[Dataset excerpts]
────────────────
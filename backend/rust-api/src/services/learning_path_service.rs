//! Learning-path generation and persistence.
//!
//! The tree is built from the learner's course assignments, or from their
//! `user_module_status` rows when they have none, and stored as a single
//! `user_learning_path` row per learner. Serving a path overlays the
//! learner's live `user_module_status` onto the stored tree.

use std::{collections::HashMap, sync::Arc};

use serde_json::json;

use super::{
    activation::{activate, apply_activation, ensure_first_module_active, sort_by_order},
    chunked_fetch::{dedup_ids, fetch_in_chunks},
    store::{decode_rows, fetch_rows, Filter, RelationalStore, SelectQuery, StoreError},
};
use crate::{
    config::LearningPathSettings,
    metrics::{track_store_query, LEARNING_PATHS_GENERATED_TOTAL},
    models::{
        curriculum::{CourseAssignmentRow, CourseRow, ModuleRow, SectionRow, SubjectRow},
        learning_path::{
            ActivationState, LearningPath, PathCourse, PathModule, PathSection, PathSubject,
            UserLearningPathRow,
        },
        progress::UserModuleStatusRow,
    },
};

const PATH_TABLE: &str = "user_learning_path";
const PATH_COLUMNS: &str = "id, path, required";
const STATUS_TABLE: &str = "user_module_status";
const STATUS_COLUMNS: &str = "module_id, status, correctness_percentage, progress, last_updated";

/// How a `generate` call was satisfied.
#[derive(Debug, Clone, Copy, PartialEq, Eq)]
pub enum GenerateOutcome {
    Existing,
    Created,
    Refreshed,
}

impl GenerateOutcome {
    pub fn as_str(&self) -> &'static str {
        match self {
            GenerateOutcome::Existing => "existing",
            GenerateOutcome::Created => "created",
            GenerateOutcome::Refreshed => "refreshed",
        }
    }
}

/// Raw rows the tree is assembled from.
#[derive(Debug, Default)]
struct PathRows {
    courses: Vec<CourseRow>,
    subjects: Vec<SubjectRow>,
    modules: Vec<ModuleRow>,
    statuses: Vec<UserModuleStatusRow>,
    sections: Vec<SectionRow>,
}

pub struct LearningPathService {
    store: Arc<dyn RelationalStore>,
    settings: LearningPathSettings,
}

impl LearningPathService {
    pub fn new(store: Arc<dyn RelationalStore>, settings: LearningPathSettings) -> Self {
        Self { store, settings }
    }

    /// The learner's persisted path row, if one has been generated.
    pub async fn load_stored(
        &self,
        user_id: &str,
    ) -> Result<Option<UserLearningPathRow>, StoreError> {
        let query = SelectQuery::table(PATH_TABLE)
            .select(PATH_COLUMNS)
            .eq("user_id", user_id);
        let mut rows: Vec<UserLearningPathRow> = fetch_rows(self.store.as_ref(), &query).await?;

        if rows.len() > 1 {
            tracing::warn!(
                user_id = user_id,
                rows = rows.len(),
                "Multiple learning paths stored for learner, using the first"
            );
        }
        Ok(if rows.is_empty() {
            None
        } else {
            Some(rows.swap_remove(0))
        })
    }

    /// Returns the stored path, building and persisting one first when none
    /// exists or `refresh` is set.
    ///
    /// The existence check and the insert are two separate store calls with
    /// no uniqueness guarantee in between: concurrent first-time calls for the
    /// same learner can both insert.
    pub async fn generate(
        &self,
        user_id: &str,
        refresh: bool,
    ) -> Result<(UserLearningPathRow, GenerateOutcome), StoreError> {
        let existing = self.load_stored(user_id).await?;

        let (row, outcome) = match existing {
            Some(row) if !refresh => (row, GenerateOutcome::Existing),
            Some(row) => {
                let path = self.build_path(user_id).await?;
                let updated = self.update_path(&row.id, &path).await?;
                (updated, GenerateOutcome::Refreshed)
            }
            None => {
                let path = self.build_path(user_id).await?;
                let inserted = self.insert_path(user_id, &path).await?;
                (inserted, GenerateOutcome::Created)
            }
        };

        LEARNING_PATHS_GENERATED_TOTAL
            .with_label_values(&[outcome.as_str()])
            .inc();
        tracing::info!(
            user_id = user_id,
            path_id = %row.id,
            outcome = outcome.as_str(),
            "Learning path generated"
        );

        Ok((row, outcome))
    }

    /// Builds the annotated course tree for `user_id` without persisting it.
    pub async fn build_path(&self, user_id: &str) -> Result<LearningPath, StoreError> {
        let course_ids = self.assigned_course_ids(user_id).await?;
        let rows = if course_ids.is_empty() {
            tracing::debug!(user_id = user_id, "No course assignments, using module status rows");
            self.rows_from_module_status(user_id).await?
        } else {
            self.rows_from_assignments(user_id, &course_ids).await?
        };

        Ok(assemble_path(rows))
    }

    /// The path served to the learner.
    ///
    /// A stored path gets live progress and correctness overlaid but keeps its
    /// stored activation, except that optional modules and the first module of
    /// each subject are always active. Without a readable stored path the tree
    /// is computed from the course assignments and nothing is persisted.
    /// `None` means the learner has no path and no assignments.
    pub async fn load_for_learner(
        &self,
        user_id: &str,
    ) -> Result<Option<LearningPath>, StoreError> {
        match self.load_stored(user_id).await {
            Ok(Some(row)) => match serde_json::from_value::<LearningPath>(row.path) {
                Ok(path) => {
                    let module_ids = dedup_ids(path.modules().map(|m| m.id.clone()));
                    let statuses = self.live_statuses(user_id, &module_ids).await;
                    return Ok(Some(overlay_stored_path(path, &statuses)));
                }
                Err(err) => tracing::warn!(
                    user_id = user_id,
                    path_id = %row.id,
                    "Stored learning path unreadable, computing from assignments: {}",
                    err
                ),
            },
            Ok(None) => {}
            Err(err) => tracing::warn!(
                user_id = user_id,
                "Stored learning path lookup failed, computing from assignments: {}",
                err
            ),
        }

        let course_ids = self.assigned_course_ids(user_id).await?;
        if course_ids.is_empty() {
            return Ok(None);
        }

        let rows = self.rows_from_assignments(user_id, &course_ids).await?;
        let statuses = index_statuses(rows.statuses.iter().cloned());
        Ok(Some(overlay_computed_path(assemble_path(rows), &statuses)))
    }

    async fn assigned_course_ids(&self, user_id: &str) -> Result<Vec<String>, StoreError> {
        let assignments: Vec<CourseAssignmentRow> = fetch_rows(
            self.store.as_ref(),
            &SelectQuery::table("user_course_assignments")
                .select("course_id")
                .eq("user_id", user_id),
        )
        .await?;
        Ok(dedup_ids(assignments.into_iter().map(|a| a.course_id)))
    }

    /// Status rows for `module_ids`; a failed lookup reads as no rows.
    async fn live_statuses(
        &self,
        user_id: &str,
        module_ids: &[String],
    ) -> HashMap<String, UserModuleStatusRow> {
        let query = SelectQuery::table(STATUS_TABLE)
            .select(STATUS_COLUMNS)
            .eq("user_id", user_id);
        match fetch_in_chunks::<UserModuleStatusRow>(
            self.store.as_ref(),
            &query,
            "module_id",
            module_ids,
            self.settings.in_chunk_size,
        )
        .await
        {
            Ok(rows) => index_statuses(rows),
            Err(err) => {
                tracing::warn!(
                    user_id = user_id,
                    "Module status lookup failed, serving stored progress: {}",
                    err
                );
                HashMap::new()
            }
        }
    }

    async fn rows_from_assignments(
        &self,
        user_id: &str,
        course_ids: &[String],
    ) -> Result<PathRows, StoreError> {
        let store = self.store.as_ref();
        let chunk = self.settings.in_chunk_size;

        let courses_query = SelectQuery::table("courses").select("id, title, description");
        let subjects_query =
            SelectQuery::table("subjects").select("id, title, course_id, order_index");
        let (courses, subjects) = tokio::try_join!(
            fetch_in_chunks::<CourseRow>(store, &courses_query, "id", course_ids, chunk),
            fetch_in_chunks::<SubjectRow>(store, &subjects_query, "course_id", course_ids, chunk),
        )?;

        let subject_ids: Vec<String> = subjects.iter().map(|s| s.id.clone()).collect();
        let modules: Vec<ModuleRow> = fetch_in_chunks(
            store,
            &SelectQuery::table("modules").select("id, title, subject_id, order_index"),
            "subject_id",
            &subject_ids,
            chunk,
        )
        .await?;

        let module_ids: Vec<String> = modules.iter().map(|m| m.id.clone()).collect();
        let statuses_query = SelectQuery::table(STATUS_TABLE)
            .select(STATUS_COLUMNS)
            .eq("user_id", user_id);
        let sections_query = SelectQuery::table("sections").select("id, title, module_id");
        let (statuses, sections) = tokio::try_join!(
            fetch_in_chunks::<UserModuleStatusRow>(
                store,
                &statuses_query,
                "module_id",
                &module_ids,
                chunk
            ),
            fetch_in_chunks::<SectionRow>(store, &sections_query, "module_id", &module_ids, chunk),
        )?;

        Ok(PathRows {
            courses,
            subjects,
            modules,
            statuses,
            sections,
        })
    }

    async fn rows_from_module_status(&self, user_id: &str) -> Result<PathRows, StoreError> {
        let store = self.store.as_ref();
        let chunk = self.settings.in_chunk_size;

        let statuses: Vec<UserModuleStatusRow> = fetch_rows(
            store,
            &SelectQuery::table(STATUS_TABLE)
                .select(STATUS_COLUMNS)
                .eq("user_id", user_id),
        )
        .await?;
        let module_ids = dedup_ids(statuses.iter().map(|s| s.module_id.clone()));
        if module_ids.is_empty() {
            return Ok(PathRows::default());
        }

        let modules_query = SelectQuery::table("modules").select("id, title, subject_id, order_index");
        let sections_query = SelectQuery::table("sections").select("id, title, module_id");
        let (modules, sections) = tokio::try_join!(
            fetch_in_chunks::<ModuleRow>(store, &modules_query, "id", &module_ids, chunk),
            fetch_in_chunks::<SectionRow>(store, &sections_query, "module_id", &module_ids, chunk),
        )?;

        let subject_ids = dedup_ids(modules.iter().filter_map(|m| m.subject_id.clone()));
        let subjects: Vec<SubjectRow> = fetch_in_chunks(
            store,
            &SelectQuery::table("subjects").select("id, title, course_id, order_index"),
            "id",
            &subject_ids,
            chunk,
        )
        .await?;

        let course_ids = dedup_ids(subjects.iter().filter_map(|s| s.course_id.clone()));
        let courses: Vec<CourseRow> = fetch_in_chunks(
            store,
            &SelectQuery::table("courses").select("id, title, description"),
            "id",
            &course_ids,
            chunk,
        )
        .await?;

        Ok(PathRows {
            courses,
            subjects,
            modules,
            statuses,
            sections,
        })
    }

    async fn insert_path(
        &self,
        user_id: &str,
        path: &LearningPath,
    ) -> Result<UserLearningPathRow, StoreError> {
        let row = json!({
            "user_id": user_id,
            "path": encode_path(path)?,
            "required": true,
        });
        let inserted = track_store_query(
            PATH_TABLE,
            self.store.insert(PATH_TABLE, row, PATH_COLUMNS),
        )
        .await?;

        serde_json::from_value(inserted).map_err(|err| StoreError::Decode {
            table: PATH_TABLE.to_string(),
            message: err.to_string(),
        })
    }

    async fn update_path(
        &self,
        path_id: &str,
        path: &LearningPath,
    ) -> Result<UserLearningPathRow, StoreError> {
        let patch = json!({
            "path": encode_path(path)?,
            "required": true,
        });
        let filters = [Filter::Eq("id".to_string(), path_id.to_string())];
        let updated = track_store_query(
            PATH_TABLE,
            self.store.update(PATH_TABLE, &filters, patch, PATH_COLUMNS),
        )
        .await?;

        decode_rows::<UserLearningPathRow>(PATH_TABLE, updated)
            .into_iter()
            .next()
            .ok_or_else(|| StoreError::Decode {
                table: PATH_TABLE.to_string(),
                message: format!("update of path {} returned no row", path_id),
            })
    }
}
//! Shared test doubles: a scripted process runner, prompt and assistant.

use crate::assistant::{AssistantClient, AssistantReply};
use crate::error::AegisError;
use crate::executor::ProcessRunner;
use crate::ui::{Prompt, Reply};
use anyhow::Result;
use async_trait::async_trait;
use std::collections::{HashSet, VecDeque};
use std::process::{ExitStatus, Output};
use std::sync::{Arc, Mutex};

#[cfg(unix)]
pub fn exit_status(code: i32) -> ExitStatus {
    use std::os::unix::process::ExitStatusExt;
    ExitStatus::from_raw(code << 8)
}

#[cfg(windows)]
pub fn exit_status(code: i32) -> ExitStatus {
    use std::os::windows::process::ExitStatusExt;
    ExitStatus::from_raw(code as u32)
}

/// Process runner that records every call and answers from a script.
///
/// Calls are recorded as `"program arg1 arg2"`. A response matches when its
/// prefix starts the call; the longest matching prefix wins. Unscripted
/// captured runs exit 1, unscripted streamed runs (installs) exit 0.
#[derive(Default)]
pub struct RecordingRunner {
    present: Mutex<HashSet<String>>,
    responses: Vec<(String, i32, Vec<String>)>,
    calls: Mutex<Vec<String>>,
}

impl RecordingRunner {
    pub fn new() -> Self {
        Self::default()
    }

    /// Programs reported as found on PATH.
    pub fn with_programs(self, programs: &[&str]) -> Self {
        for program in programs {
            self.add_program(program);
        }
        self
    }

    /// Makes `program` appear on PATH from now on.
    pub fn add_program(&self, program: &str) {
        self.present.lock().unwrap().insert(program.to_string());
    }

    pub fn respond(mut self, prefix: &str, code: i32, lines: &[&str]) -> Self {
        self.responses.push((
            prefix.to_string(),
            code,
            lines.iter().map(|l| l.to_string()).collect(),
        ));
        self
    }

    pub fn calls(&self) -> Vec<String> {
        self.calls.lock().unwrap().clone()
    }

    fn record(&self, program: &str, args: &[&str]) -> String {
        let call = std::iter::once(program)
            .chain(args.iter().copied())
            .collect::<Vec<_>>()
            .join(" ");
        self.calls.lock().unwrap().push(call.clone());
        call
    }

    fn lookup(&self, call: &str) -> Option<&(String, i32, Vec<String>)> {
        self.responses
            .iter()
            .filter(|(prefix, _, _)| call.starts_with(prefix.as_str()))
            .max_by_key(|(prefix, _, _)| prefix.len())
    }
}

impl ProcessRunner for RecordingRunner {
    fn run(&self, program: &str, args: &[&str]) -> Result<Output> {
        let call = self.record(program, args);
        let (code, lines) = match self.lookup(&call) {
            Some((_, code, lines)) => (*code, lines.clone()),
            None => (1, Vec::new()),
        };
        let mut stdout = lines.join("\n").into_bytes();
        if !stdout.is_empty() {
            stdout.push(b'\n');
        }
        Ok(Output {
            status: exit_status(code),
            stdout,
            stderr: Vec::new(),
        })
    }

    fn run_streaming(
        &self,
        program: &str,
        args: &[&str],
        on_line: &mut dyn FnMut(&str),
    ) -> Result<Option<i32>> {
        let call = self.record(program, args);
        match self.lookup(&call) {
            Some((_, code, lines)) => {
                for line in lines {
                    on_line(line);
                }
                Ok(Some(*code))
            }
            None => Ok(Some(0)),
        }
    }

    fn program_exists(&self, program: &str) -> bool {
        self.present.lock().unwrap().contains(program)
    }
}

/// Prompt answering from a fixed list; `Closed` once exhausted.
#[derive(Default)]
pub struct ScriptedPrompt {
    replies: VecDeque<Reply>,
    questions: Vec<String>,
}

impl ScriptedPrompt {
    pub fn new(answers: &[&str]) -> Self {
        Self::with_replies(
            answers
                .iter()
                .map(|a| Reply::Line(a.to_string()))
                .collect(),
        )
    }

    pub fn with_replies(replies: Vec<Reply>) -> Self {
        Self {
            replies: replies.into(),
            questions: Vec::new(),
        }
    }

    pub fn questions(&self) -> &[String] {
        &self.questions
    }
}

impl Prompt for ScriptedPrompt {
    fn read(&mut self, question: &str) -> Reply {
        self.questions.push(question.to_string());
        self.replies.pop_front().unwrap_or(Reply::Closed)
    }
}

/// Assistant with one fixed answer, or always unavailable.
pub struct FixedAssistant {
    explanation: Option<String>,
    calls: Mutex<Vec<String>>,
}

impl FixedAssistant {
    pub fn answering(explanation: &str) -> Arc<Self> {
        Arc::new(Self {
            explanation: Some(explanation.to_string()),
            calls: Mutex::new(Vec::new()),
        })
    }

    pub fn unavailable() -> Arc<Self> {
        Arc::new(Self {
            explanation: None,
            calls: Mutex::new(Vec::new()),
        })
    }

    pub fn calls(&self) -> Vec<String> {
        self.calls.lock().unwrap().clone()
    }
}

#[async_trait]
impl AssistantClient for Arc<FixedAssistant> {
    async fn explain(&self, command: &str) -> Result<AssistantReply, AegisError> {
        self.calls.lock().unwrap().push(command.to_string());
        match &self.explanation {
            Some(text) => Ok(AssistantReply::from_explanation(text.clone())),
            None => Err(AegisError::AssistantUnavailable("offline".to_string())),
        }
    }
}
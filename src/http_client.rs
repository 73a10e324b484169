//! HTTP client abstraction for the assistant call-out.
//!
//! This module provides a trait-based abstraction over HTTP clients, enabling
//! dependency injection and easy mocking in tests.

use anyhow::Result;
use async_trait::async_trait;
use reqwest::Client;
use std::time::Duration;
use tracing::warn;

const REQUEST_TIMEOUT: Duration = Duration::from_secs(60);

/// Status code and body of a completed request.
#[derive(Debug, Clone, PartialEq, Eq)]
pub struct HttpResponse {
    pub status: u16,
    pub body: String,
}

impl HttpResponse {
    pub fn is_success(&self) -> bool {
        (200..300).contains(&self.status)
    }
}

/// Trait for HTTP communication with external APIs.
///
/// This abstraction allows injecting mock HTTP clients for testing without
/// making real network requests.
///
/// # Example
///
/// ```ignore
/// use aegis::http_client::{HttpClient, ReqwestHttpClient};
///
/// let client = ReqwestHttpClient::new();
/// let response = client.post_json(
///     "https://api.example.com/endpoint",
///     &[("Content-Type", "application/json")],
///     &serde_json::json!({"key": "value"}),
/// ).await?;
/// ```
#[async_trait]
pub trait HttpClient: Send + Sync {
    /// Sends a POST request with JSON body.
    ///
    /// Non-success statuses are returned, not raised; only transport
    /// failures are errors.
    async fn post_json(
        &self,
        url: &str,
        headers: &[(&str, &str)],
        body: &serde_json::Value,
    ) -> Result<HttpResponse>;
}

/// HTTP client implementation using reqwest.
pub struct ReqwestHttpClient {
    client: Client,
}

impl ReqwestHttpClient {
    pub fn new() -> Self {
        let client = Client::builder()
            .timeout(REQUEST_TIMEOUT)
            .build()
            .unwrap_or_else(|e| {
                warn!("Falling back to default HTTP client: {}", e);
                Client::new()
            });
        Self { client }
    }
}

impl Default for ReqwestHttpClient {
    fn default() -> Self {
        Self::new()
    }
}

#[async_trait]
impl HttpClient for ReqwestHttpClient {
    async fn post_json(
        &self,
        url: &str,
        headers: &[(&str, &str)],
        body: &serde_json::Value,
    ) -> Result<HttpResponse> {
        let mut request = self.client.post(url);

        for (key, value) in headers {
            request = request.header(*key, *value);
        }

        let response = request.json(body).send().await?;
        let status = response.status().as_u16();
        Ok(HttpResponse {
            status,
            body: response.text().await?,
        })
    }
}

#[cfg(test)]
mod tests {
    use super::*;

    #[test]
    fn test_success_range() {
        let ok = HttpResponse {
            status: 200,
            body: String::new(),
        };
        let limited = HttpResponse {
            status: 429,
            body: "rate limited".to_string(),
        };
        assert!(ok.is_success());
        assert!(!limited.is_success());
    }

    #[tokio::test]
    async fn test_unreachable_host_is_transport_error() {
        let client = ReqwestHttpClient::new();
        let result = client
            .post_json("http://127.0.0.1:1/", &[], &serde_json::json!({}))
            .await;
        assert!(result.is_err());
    }
}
────────────────
• WHAT IS EXPECTED
I need every line of the data that has the word "lookup"; please list them.

• ANSWER TO THIS TASK
                "Stored learning path lookup failed, computing from assignments: {}",
    /// Status rows for `module_ids`; a failed lookup reads as no rows.
                    "Module status lookup failed, serving stored progress: {}",
    fn lookup(&self, call: &str) -> Option<&(String, i32, Vec<String>)> {
        let (code, lines) = match self.lookup(&call) {
        match self.lookup(&call) {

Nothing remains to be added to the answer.